Exercise details
For the string "Send", find every matching line in the records and copy it.

Source data

== Segment start ==

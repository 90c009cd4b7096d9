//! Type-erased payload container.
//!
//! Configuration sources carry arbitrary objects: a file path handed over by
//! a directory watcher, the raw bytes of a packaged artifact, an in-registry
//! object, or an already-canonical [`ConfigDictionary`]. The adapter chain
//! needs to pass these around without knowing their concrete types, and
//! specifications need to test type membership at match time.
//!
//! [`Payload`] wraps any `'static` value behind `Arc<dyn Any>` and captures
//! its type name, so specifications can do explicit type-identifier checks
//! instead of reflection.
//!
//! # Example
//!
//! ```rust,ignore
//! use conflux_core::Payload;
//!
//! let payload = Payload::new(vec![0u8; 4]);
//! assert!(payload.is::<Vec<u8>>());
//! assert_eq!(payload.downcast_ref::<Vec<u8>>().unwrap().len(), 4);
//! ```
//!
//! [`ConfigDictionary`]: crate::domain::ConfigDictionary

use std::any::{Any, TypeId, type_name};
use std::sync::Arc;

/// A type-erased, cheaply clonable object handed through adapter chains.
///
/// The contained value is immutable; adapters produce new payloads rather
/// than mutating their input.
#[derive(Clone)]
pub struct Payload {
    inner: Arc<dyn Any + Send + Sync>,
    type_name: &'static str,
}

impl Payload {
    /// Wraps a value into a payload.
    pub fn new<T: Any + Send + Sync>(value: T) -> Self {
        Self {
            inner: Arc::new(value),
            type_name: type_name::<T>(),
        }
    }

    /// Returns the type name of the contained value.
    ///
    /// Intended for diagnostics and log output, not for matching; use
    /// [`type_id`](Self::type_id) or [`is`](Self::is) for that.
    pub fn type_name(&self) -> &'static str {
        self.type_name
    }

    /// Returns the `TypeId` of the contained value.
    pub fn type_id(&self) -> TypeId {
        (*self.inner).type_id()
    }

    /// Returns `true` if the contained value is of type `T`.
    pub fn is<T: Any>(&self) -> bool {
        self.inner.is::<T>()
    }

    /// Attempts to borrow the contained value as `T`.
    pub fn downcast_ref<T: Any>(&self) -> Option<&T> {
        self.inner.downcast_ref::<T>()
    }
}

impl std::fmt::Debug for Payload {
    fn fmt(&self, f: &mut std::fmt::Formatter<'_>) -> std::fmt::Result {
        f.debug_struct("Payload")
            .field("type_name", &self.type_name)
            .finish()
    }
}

== Segment end ==

Task solution
    inner: Arc<dyn Any + Send + Sync>,
    pub fn new<T: Any + Send + Sync>(value: T) -> Self {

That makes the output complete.